WOW !! MUCH LOVE ! SO WORLD PEACE !
Fond bitcoin pour l'amélioration du site: 1memzGeKS7CB3ECNkzSn2qHwxU6NZoJ8o
  Dogecoin (tips/pourboires): DCLoo9Dd4qECqpMLurdgGnaoqbftj16Nvp


Home | Publier un mémoire | Une page au hasard

 > 

La responsabilisation du secteur privé dans le contrôle des exportations de défense en France. Quelles perspectives pour la commercialisation d'armements ?

( Télécharger le fichier original )
par Yann Wendel
Université Panthéon-Assas Paris II - Master 2 Défense et Dynamiques Industrielles 2016
  

précédent sommaire suivant

Bitcoin is a swarm of cyber hornets serving the goddess of wisdom, feeding on the fire of truth, exponentially growing ever smarter, faster, and stronger behind a wall of encrypted energy

b. Un changement de paradigme du contrôle facteur de risque pour les opérations de financement des exportations d'armement

Ainsi, dans la droite ligne du passage de l'Etat d'un rôle d'acteur dans le processus de contrôle à celui d'un vérificateur, les opérateurs privés sont de plus en plus responsabilisés et se prémunissent en conséquence contre tout risque. Ces précautions ont enjoint les banques à systématiser les contrôles sur opérations et sur leurs clients, telles que le fait d'enquêter sur l'importateur, de rassembler des preuves d'identité de leurs clients avec des procédures KYC (know your customer), de mettre en place des critères de sélection et d'exclusion (armes controversées, pays, personnalités143 ...) et d'échanger des informations entre elles pour disposer d'un réseau d'information international144. Si ce contrôle de la part d'un réseau privé de banques peut être bénéfique pour des pays ne disposant pas d'une présence diplomatique aussi étendue que la France, il constitue toutefois une concurrence avec les Directives de haut niveau décidées par le SGDSN, qui prennent quant à elles en compte la dimension stratégique de la commercialisation de ces produits particuliers pour les Etats.

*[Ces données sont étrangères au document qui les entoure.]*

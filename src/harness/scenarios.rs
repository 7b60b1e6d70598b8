//! Bundled test scenarios against the booking service.

use std::fmt;

use serde::Serialize;

use super::{CaseError, Expectations};
use crate::booking::{Booking, BookingApi, BookingId, CreatedBooking};
use crate::transport::{HttpClient, HttpResponse};

/// First name written by the full update in [`crud_flow`].
pub const UPDATED_FIRSTNAME: &str = "UpdatedName";

/// First name written by the partial update in [`partial_update_flow`].
pub const PATCHED_FIRSTNAME: &str = "PatchedName";

/// A bundled scenario.
#[derive(Debug, Clone, Copy, PartialEq, Eq, Hash)]
pub enum Scenario {
    /// `GET /ping`
    HealthCheck,
    /// Create, read, update, verify and delete one booking.
    CrudFlow,
    /// Create, patch one field, verify and delete one booking.
    PartialUpdate,
}

impl Scenario {
    /// Every scenario, in run order.
    pub const ALL: [Self; 3] = [Self::HealthCheck, Self::CrudFlow, Self::PartialUpdate];

    /// Case name used in logs and reports.
    #[must_use]
    pub const fn name(self) -> &'static str {
        match self {
            Self::HealthCheck => "health_check",
            Self::CrudFlow => "crud_flow",
            Self::PartialUpdate => "partial_update",
        }
    }

    /// Whether the scenario writes and so needs an auth token.
    #[must_use]
    pub const fn needs_token(self) -> bool {
        !matches!(self, Self::HealthCheck)
    }
}

impl fmt::Display for Scenario {
    fn fmt(&self, f: &mut fmt::Formatter<'_>) -> fmt::Result {
        f.write_str(self.name())
    }
}

#[derive(Serialize)]
struct FirstnamePatch<'a> {
    firstname: &'a str,
}

/// Checks that the service is up.
///
/// # Errors
///
/// Returns [`CaseError`] if the call fails or the status is unexpected.
pub async fn health_check<H: HttpClient>(
    api: &BookingApi<H>,
    expect: &Expectations,
) -> Result<(), CaseError> {
    let response = api
        .health_check()
        .await
        .map_err(CaseError::http("health check"))?;
    expect.health.check("health check", &response)
}

/// Creates `booking`, reads it back, replaces it with an updated first
/// name, verifies the update and deletes it. Makes exactly five calls
/// when every step succeeds.
///
/// `api` must carry a token for the write steps.
///
/// # Errors
///
/// Returns [`CaseError`] for the first step that fails.
pub async fn crud_flow<H: HttpClient>(
    api: &BookingApi<H>,
    booking: &Booking,
    expect: &Expectations,
) -> Result<(), CaseError> {
    let id = create(api, booking, expect).await?;

    let response = api.get_booking(id).await.map_err(CaseError::http("read"))?;
    expect.read.check("read", &response)?;

    let updated = Booking {
        firstname: UPDATED_FIRSTNAME.to_string(),
        ..booking.clone()
    };
    let response = api
        .update_booking(id, &updated)
        .await
        .map_err(CaseError::http("update"))?;
    expect.update.check("update", &response)?;

    let stored = read_back(api, id, "verify update", expect).await?;
    ensure_eq("verify update", "firstname", UPDATED_FIRSTNAME, &stored.firstname)?;

    delete(api, id, expect).await
}

/// Creates `booking`, patches its first name, verifies that only that
/// field changed and deletes it.
///
/// `api` must carry a token for the write steps.
///
/// # Errors
///
/// Returns [`CaseError`] for the first step that fails.
pub async fn partial_update_flow<H: HttpClient>(
    api: &BookingApi<H>,
    booking: &Booking,
    expect: &Expectations,
) -> Result<(), CaseError> {
    let id = create(api, booking, expect).await?;

    let response = api
        .partial_update(id, &FirstnamePatch {
            firstname: PATCHED_FIRSTNAME,
        })
        .await
        .map_err(CaseError::http("partial update"))?;
    expect.partial_update.check("partial update", &response)?;

    let stored = read_back(api, id, "verify partial update", expect).await?;
    ensure_eq("verify partial update", "firstname", PATCHED_FIRSTNAME, &stored.firstname)?;
    ensure_eq("verify partial update", "lastname", &booking.lastname, &stored.lastname)?;

    delete(api, id, expect).await
}

async fn create<H: HttpClient>(
    api: &BookingApi<H>,
    booking: &Booking,
    expect: &Expectations,
) -> Result<BookingId, CaseError> {
    let response = api
        .create_booking(booking)
        .await
        .map_err(CaseError::http("create"))?;
    expect.create.check("create", &response)?;

    let created: CreatedBooking = decode("create", &response)?;
    Ok(created.bookingid)
}

async fn read_back<H: HttpClient>(
    api: &BookingApi<H>,
    id: BookingId,
    step: &'static str,
    expect: &Expectations,
) -> Result<Booking, CaseError> {
    let response = api.get_booking(id).await.map_err(CaseError::http(step))?;
    expect.read.check(step, &response)?;
    decode(step, &response)
}

async fn delete<H: HttpClient>(
    api: &BookingApi<H>,
    id: BookingId,
    expect: &Expectations,
) -> Result<(), CaseError> {
    let response = api
        .delete_booking(id)
        .await
        .map_err(CaseError::http("delete"))?;
    expect.delete.check("delete", &response)
}

fn decode<T: serde::de::DeserializeOwned>(
    step: &'static str,
    response: &HttpResponse,
) -> Result<T, CaseError> {
    response.json().map_err(CaseError::decode(step))
}

fn ensure_eq(
    step: &'static str,
    field: &'static str,
    expected: &str,
    actual: &str,
) -> Result<(), CaseError> {
    if expected == actual {
        return Ok(());
    }

    Err(CaseError::Mismatch {
        step,
        field,
        expected: expected.to_string(),
        actual: actual.to_string(),
    })
}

En effet, cette redéfinition du contrôle entraîne les banques à mettre en avant des éléments « éthiques » pour déterminer leur décision en ajoutant aux critères financiers (comité de crédit) des critères reprenant ceux de la CIEEMG (comité de compliance). Cela amène les banques à sortir de leur rôle financier et à contrôler la due diligence des procédures, en s'octroyant la possibilité par exemple de refuser des opérations sur des critères autres que bancaires, même si l'autorité publique autorise l'opération avec une licence. Ainsi, même si un client est solvable et que l'opération est autorisée par une licence, des raisons liées au sous-

142 SAINT RAPT (de) J-A. (2016), Banques et exportations d'armes, Les Publications du GRIP. Disponible sur : http://www.grip.org/en/node/1968 [Accès le 30 avril 2016].

143 Les noms de certains dirigeants étrangers pouvant apparaître sur les contrats, cela peut amener à des sanctions s'ils sont recensés sur des listes internationales de sanctions.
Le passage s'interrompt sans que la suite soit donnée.